+++ Provided records

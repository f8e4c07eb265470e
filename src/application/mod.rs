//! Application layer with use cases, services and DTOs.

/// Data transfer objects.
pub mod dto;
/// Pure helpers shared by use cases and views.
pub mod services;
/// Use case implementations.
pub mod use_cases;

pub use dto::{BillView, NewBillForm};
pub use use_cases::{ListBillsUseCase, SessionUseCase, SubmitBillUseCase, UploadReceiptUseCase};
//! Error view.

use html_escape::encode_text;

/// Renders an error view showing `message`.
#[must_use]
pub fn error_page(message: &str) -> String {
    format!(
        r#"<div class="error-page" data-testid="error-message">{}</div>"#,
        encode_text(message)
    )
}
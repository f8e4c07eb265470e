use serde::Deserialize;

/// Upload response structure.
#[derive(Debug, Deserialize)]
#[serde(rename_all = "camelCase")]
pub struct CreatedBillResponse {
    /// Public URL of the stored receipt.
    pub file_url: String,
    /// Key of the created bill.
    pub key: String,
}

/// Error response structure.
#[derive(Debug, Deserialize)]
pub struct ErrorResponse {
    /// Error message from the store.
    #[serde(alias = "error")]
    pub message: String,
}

++++++
+++ Provided records

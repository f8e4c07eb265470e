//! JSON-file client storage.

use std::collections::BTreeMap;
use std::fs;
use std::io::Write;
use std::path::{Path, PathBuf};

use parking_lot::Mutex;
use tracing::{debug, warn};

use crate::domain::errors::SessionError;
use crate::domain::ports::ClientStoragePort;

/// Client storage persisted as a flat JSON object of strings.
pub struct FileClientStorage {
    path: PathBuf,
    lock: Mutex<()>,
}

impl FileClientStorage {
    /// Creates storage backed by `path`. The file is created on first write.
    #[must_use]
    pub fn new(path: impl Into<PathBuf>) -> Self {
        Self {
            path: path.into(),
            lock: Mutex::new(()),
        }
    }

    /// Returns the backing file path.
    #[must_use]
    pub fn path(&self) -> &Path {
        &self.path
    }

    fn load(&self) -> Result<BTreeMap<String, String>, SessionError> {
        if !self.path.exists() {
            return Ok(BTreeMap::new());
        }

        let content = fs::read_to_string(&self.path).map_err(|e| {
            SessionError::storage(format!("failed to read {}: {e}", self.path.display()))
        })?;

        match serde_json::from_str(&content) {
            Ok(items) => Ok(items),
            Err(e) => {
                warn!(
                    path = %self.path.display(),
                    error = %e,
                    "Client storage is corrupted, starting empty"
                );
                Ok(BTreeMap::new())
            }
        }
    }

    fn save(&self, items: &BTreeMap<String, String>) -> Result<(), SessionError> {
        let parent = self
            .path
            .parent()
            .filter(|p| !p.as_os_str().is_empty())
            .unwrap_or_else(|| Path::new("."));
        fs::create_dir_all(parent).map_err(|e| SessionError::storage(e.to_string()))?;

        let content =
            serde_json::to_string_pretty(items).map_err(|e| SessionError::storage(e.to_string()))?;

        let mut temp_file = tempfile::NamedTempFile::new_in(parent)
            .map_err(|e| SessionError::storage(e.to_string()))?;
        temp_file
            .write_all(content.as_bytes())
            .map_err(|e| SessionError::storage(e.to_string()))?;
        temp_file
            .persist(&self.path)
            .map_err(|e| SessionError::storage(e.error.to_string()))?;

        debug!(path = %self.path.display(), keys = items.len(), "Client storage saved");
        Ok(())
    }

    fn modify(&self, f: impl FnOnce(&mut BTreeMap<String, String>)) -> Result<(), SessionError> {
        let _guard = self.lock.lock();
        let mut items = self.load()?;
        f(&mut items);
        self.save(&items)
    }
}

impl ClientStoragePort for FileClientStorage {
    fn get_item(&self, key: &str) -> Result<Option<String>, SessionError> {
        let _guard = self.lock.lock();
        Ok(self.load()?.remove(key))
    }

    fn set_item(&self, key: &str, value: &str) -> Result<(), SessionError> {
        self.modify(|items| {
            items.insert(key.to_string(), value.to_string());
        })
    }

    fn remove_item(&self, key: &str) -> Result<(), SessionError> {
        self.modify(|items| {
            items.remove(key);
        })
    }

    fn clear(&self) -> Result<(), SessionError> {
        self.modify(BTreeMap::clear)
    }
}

++++++
+++ Provided records

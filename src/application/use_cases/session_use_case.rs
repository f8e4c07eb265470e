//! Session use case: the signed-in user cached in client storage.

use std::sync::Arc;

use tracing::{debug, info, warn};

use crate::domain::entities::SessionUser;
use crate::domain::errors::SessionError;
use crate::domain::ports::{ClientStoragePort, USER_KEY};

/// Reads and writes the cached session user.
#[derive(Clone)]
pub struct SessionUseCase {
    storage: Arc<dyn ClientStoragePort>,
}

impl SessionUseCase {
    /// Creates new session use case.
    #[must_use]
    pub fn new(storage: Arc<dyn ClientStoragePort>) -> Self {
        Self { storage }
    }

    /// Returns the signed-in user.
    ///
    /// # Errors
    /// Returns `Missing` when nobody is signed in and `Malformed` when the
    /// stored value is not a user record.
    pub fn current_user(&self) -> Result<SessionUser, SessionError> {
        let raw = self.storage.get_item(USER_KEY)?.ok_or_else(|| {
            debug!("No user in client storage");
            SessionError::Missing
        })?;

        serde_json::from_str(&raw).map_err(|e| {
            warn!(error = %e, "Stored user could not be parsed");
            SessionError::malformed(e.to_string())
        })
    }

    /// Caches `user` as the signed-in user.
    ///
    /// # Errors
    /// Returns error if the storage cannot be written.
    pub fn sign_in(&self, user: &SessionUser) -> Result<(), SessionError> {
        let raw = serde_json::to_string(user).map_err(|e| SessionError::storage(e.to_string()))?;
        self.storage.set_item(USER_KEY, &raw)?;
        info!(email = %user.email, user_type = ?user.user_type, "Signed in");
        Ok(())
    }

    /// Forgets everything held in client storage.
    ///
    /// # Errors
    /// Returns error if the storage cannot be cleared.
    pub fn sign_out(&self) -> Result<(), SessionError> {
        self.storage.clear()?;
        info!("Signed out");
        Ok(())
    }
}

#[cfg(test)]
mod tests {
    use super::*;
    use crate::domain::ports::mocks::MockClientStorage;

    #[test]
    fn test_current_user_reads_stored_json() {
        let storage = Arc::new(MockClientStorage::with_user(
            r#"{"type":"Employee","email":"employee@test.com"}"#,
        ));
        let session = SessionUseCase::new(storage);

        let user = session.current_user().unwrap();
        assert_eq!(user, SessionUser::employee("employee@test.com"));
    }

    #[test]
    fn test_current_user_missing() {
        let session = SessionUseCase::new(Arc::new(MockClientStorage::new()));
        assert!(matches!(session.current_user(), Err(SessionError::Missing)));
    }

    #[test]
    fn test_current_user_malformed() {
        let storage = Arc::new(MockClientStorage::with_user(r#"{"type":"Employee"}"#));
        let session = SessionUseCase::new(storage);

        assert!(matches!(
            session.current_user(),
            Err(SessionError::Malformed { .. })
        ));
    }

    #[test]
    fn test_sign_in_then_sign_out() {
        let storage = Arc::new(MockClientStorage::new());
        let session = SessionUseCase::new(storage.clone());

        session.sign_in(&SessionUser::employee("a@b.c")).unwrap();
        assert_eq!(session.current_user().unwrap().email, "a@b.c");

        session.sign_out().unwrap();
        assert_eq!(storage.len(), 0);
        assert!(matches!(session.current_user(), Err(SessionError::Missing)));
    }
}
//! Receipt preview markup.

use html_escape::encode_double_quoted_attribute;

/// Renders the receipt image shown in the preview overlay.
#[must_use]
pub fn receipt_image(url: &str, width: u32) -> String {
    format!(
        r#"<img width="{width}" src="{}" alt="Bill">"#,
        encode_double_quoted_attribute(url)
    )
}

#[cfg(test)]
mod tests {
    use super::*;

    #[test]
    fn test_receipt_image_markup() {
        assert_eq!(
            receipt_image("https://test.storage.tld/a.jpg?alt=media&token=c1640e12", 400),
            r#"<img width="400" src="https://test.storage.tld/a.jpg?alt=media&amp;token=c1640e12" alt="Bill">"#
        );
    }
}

++++++

Task description — Across the data, pull every line containing the string "token".

Answer box —
            receipt_image("https://test.storage.tld/a.jpg?alt=media&token=c1640e12", 400),
            r#"<img width="400" src="https://test.storage.tld/a.jpg?alt=media&amp;token=c1640e12" alt="Bill">"#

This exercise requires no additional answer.